Non-vegetarian sources
- Eggs: One yolk contains 5% of DV (daily value) for Vitamin D. Eggs are rich source of calcium, magnesium and zinc.
- Fish: Salmon, sardines with bones specially in canned form are excellent source of calcium, protein and omega-3 fatty acids
Things which prevent calcium absorption are:
Phytic acid found in raw beans and grains
Oxalic acid present in spinach, prevents absorption of calcium.
Sodium: High dietary sodium intake increases calcium loss from the body.
Excess calcium intake in one meal: In one meal maximum 500 mg of calcium can be absorbed, hence calcium must be taken in moderation in multiple meals.
Here are other essential foods you must include for your bone health apart from calcium:
Vitamin D
Comes from diet and made by skin when exposed to UV rays from sunlight. Daily sunlight exposure of 10-15 minutes on arms legs back and hands without sunscreen is recommended.
Protein
It makes 50% of bone mass. Helps build bone structure and gives strength. 1-2 gm of protein/kg per day is recommended for women with osteoporosis. Soyabean is plant-based complete protein with omega-3 fatty acids.

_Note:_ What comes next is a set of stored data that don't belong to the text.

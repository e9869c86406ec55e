//! Binary logistic regression

use super::linalg::solve_spd;
use crate::error::{Result, TabflowError};
use ndarray::{Array1, Array2};
use serde::{Deserialize, Serialize};
use tracing::{debug, warn};

/// Fitting algorithm
#[derive(Debug, Clone, Copy, PartialEq, Eq, Serialize, Deserialize)]
pub enum LogisticSolver {
    /// Newton-Raphson / iteratively reweighted least squares
    Irls,
    /// Batch gradient descent
    GradientDescent,
}

/// Logistic regression for a 0/1 target
#[derive(Debug, Clone, Serialize, Deserialize)]
pub struct LogisticRegression {
    pub coefficients: Option<Array1<f64>>,
    pub intercept: Option<f64>,
    /// L2 penalty on the mean log-likelihood (intercept excluded)
    pub alpha: f64,
    pub max_iter: usize,
    pub tol: f64,
    /// Step size for gradient descent
    pub learning_rate: f64,
    pub solver: LogisticSolver,
    /// Iterations used by the last fit
    pub n_iter: usize,
    pub converged: bool,
    pub is_fitted: bool,
}

impl Default for LogisticRegression {
    fn default() -> Self {
        Self::new(LogisticSolver::Irls)
    }
}

fn sigmoid(v: f64) -> f64 {
    if v >= 0.0 {
        1.0 / (1.0 + (-v).exp())
    } else {
        let e = v.exp();
        e / (1.0 + e)
    }
}

/// Binomial deviance of fitted probabilities
fn deviance(y: &Array1<f64>, mu: &Array1<f64>) -> f64 {
    let eps = 1e-15;
    -2.0 * y
        .iter()
        .zip(mu.iter())
        .map(|(&yi, &p)| {
            let p = p.clamp(eps, 1.0 - eps);
            yi * p.ln() + (1.0 - yi) * (1.0 - p).ln()
        })
        .sum::<f64>()
}

impl LogisticRegression {
    pub fn new(solver: LogisticSolver) -> Self {
        let max_iter = match solver {
            LogisticSolver::Irls => 25,
            LogisticSolver::GradientDescent => 1000,
        };
        Self {
            coefficients: None,
            intercept: None,
            alpha: 0.0,
            max_iter,
            tol: 1e-8,
            learning_rate: 0.1,
            solver,
            n_iter: 0,
            converged: false,
            is_fitted: false,
        }
    }

    pub fn with_alpha(mut self, alpha: f64) -> Self {
        self.alpha = alpha;
        self
    }

    pub fn with_max_iter(mut self, max_iter: usize) -> Self {
        self.max_iter = max_iter.max(1);
        self
    }

    pub fn with_learning_rate(mut self, lr: f64) -> Self {
        self.learning_rate = lr;
        self
    }

    /// Fit to a target of 0.0 / 1.0 values
    pub fn fit(&mut self, x: &Array2<f64>, y: &Array1<f64>) -> Result<&mut Self> {
        let n_samples = x.nrows();
        if n_samples != y.len() {
            return Err(TabflowError::ShapeError {
                expected: format!("y length = {}", n_samples),
                actual: format!("y length = {}", y.len()),
            });
        }
        if n_samples == 0 {
            return Err(TabflowError::TrainingError("no training rows".to_string()));
        }
        if y.iter().any(|&v| v != 0.0 && v != 1.0) {
            return Err(TabflowError::ValidationError(
                "logistic regression target must be 0 or 1".to_string(),
            ));
        }

        match self.solver {
            LogisticSolver::Irls => self.fit_irls(x, y)?,
            LogisticSolver::GradientDescent => self.fit_gradient_descent(x, y),
        }

        if !self.converged {
            warn!(iterations = self.n_iter, "Logistic regression did not converge");
        }
        debug!(iterations = self.n_iter, solver = ?self.solver, "Fitted logistic regression");
        self.is_fitted = true;
        Ok(self)
    }

    /// Newton steps on the penalised log-likelihood with a deviance stopping rule
    fn fit_irls(&mut self, x: &Array2<f64>, y: &Array1<f64>) -> Result<()> {
        let n = x.nrows();
        let p = x.ncols() + 1;

        // Design matrix with a leading intercept column
        let mut design = Array2::<f64>::ones((n, p));
        design.slice_mut(ndarray::s![.., 1..]).assign(x);

        let mut beta = Array1::<f64>::zeros(p);
        let mut dev_old = f64::INFINITY;
        self.converged = false;

        for iter in 0..self.max_iter {
            let eta = design.dot(&beta);
            let mu = eta.mapv(sigmoid);
            let w = mu.mapv(|m| (m * (1.0 - m)).max(1e-10));

            // X^T W X + penalty
            let mut xtwx = Array2::<f64>::zeros((p, p));
            for (i, row) in design.outer_iter().enumerate() {
                let wi = w[i];
                for a in 0..p {
                    let ra = row[a] * wi;
                    for b in a..p {
                        xtwx[[a, b]] += ra * row[b];
                    }
                }
            }
            for a in 0..p {
                for b in 0..a {
                    xtwx[[a, b]] = xtwx[[b, a]];
                }
            }
            for a in 1..p {
                xtwx[[a, a]] += self.alpha * n as f64;
            }

            // X^T (W eta + y - mu), the working response without dividing by W
            let rhs_vec: Array1<f64> = (&w * &eta) + y - &mu;
            let rhs = design.t().dot(&rhs_vec);

            let next = solve_spd(&xtwx, &rhs).ok_or_else(|| {
                TabflowError::ComputationError(
                    "singular information matrix; remove collinear predictors or add a penalty".to_string(),
                )
            })?;
            if next.iter().any(|v| !v.is_finite()) {
                return Err(TabflowError::ComputationError(
                    "logistic regression diverged".to_string(),
                ));
            }
            beta = next;
            self.n_iter = iter + 1;

            let mu_new = design.dot(&beta).mapv(sigmoid);
            let penalty = self.alpha * n as f64 * beta.iter().skip(1).map(|b| b * b).sum::<f64>();
            let dev = deviance(y, &mu_new) + penalty;
            if (dev - dev_old).abs() / (dev.abs() + 0.1) < self.tol {
                self.converged = true;
                break;
            }
            dev_old = dev;
        }

        self.intercept = Some(beta[0]);
        self.coefficients = Some(beta.slice(ndarray::s![1..]).to_owned());
        Ok(())
    }

    fn fit_gradient_descent(&mut self, x: &Array2<f64>, y: &Array1<f64>) {
        let n_samples = x.nrows() as f64;
        let mut weights = Array1::<f64>::zeros(x.ncols());
        let mut bias = 0.0;
        self.converged = false;

        for iter in 0..self.max_iter {
            let predictions = (x.dot(&weights) + bias).mapv(sigmoid);
            let errors = &predictions - y;
            let dw = (x.t().dot(&errors) / n_samples) + (2.0 * self.alpha * &weights);
            let db = errors.mean().unwrap_or(0.0);

            self.n_iter = iter + 1;
            let grad_norm = (dw.mapv(|v| v * v).sum() + db * db).sqrt();
            if grad_norm < self.tol.max(1e-6) {
                self.converged = true;
                break;
            }

            weights = weights - self.learning_rate * dw;
            bias -= self.learning_rate * db;
        }

        self.coefficients = Some(weights);
        self.intercept = Some(bias);
    }

    /// Probability of the positive class
    pub fn predict_proba(&self, x: &Array2<f64>) -> Result<Array1<f64>> {
        let coefficients = self.coefficients.as_ref().ok_or(TabflowError::ModelNotFitted)?;
        let intercept = self.intercept.unwrap_or(0.0);
        Ok((x.dot(coefficients) + intercept).mapv(sigmoid))
    }
}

Look for soy products fortified with calcium and Vitamin D.
Phosphorus
Helps growth of bones and body tissue. It is found in dairy products, cereal, nuts, fish, eggs and meat.
Potassium and magnesium
Acids in body leach calcium from bones. Potassium neutralises acids. Low levels of magnesium affects vit D balance in the body. One medium-size baked sweet potato has 81 mg magnesium and 542 mg of potassium.
Vitamin C
Vitamin C is necessary for collagen production. Collagen supports healthy bones and joints. Grape fruit, oranges and orange juices fortified with calcium make a good choice. One orange has about 80 mg of Vitamin C.
Things to avoid
Quit smoking
Nicotine slows the production of bone forming cells (osteoblasts). It also slows the blood flow to the bones and make them brittle.
Cut added sugar
Soft drinks, cookies and processed foods flush out calcium and magnesium in urine, prevent absorption of calcium from intestine and displaces important nutrients from diet.
Limit alcohol
Heavy drinking can lead to falls and fractures. It interferes with osteoblasts and prevent bone formation and repair.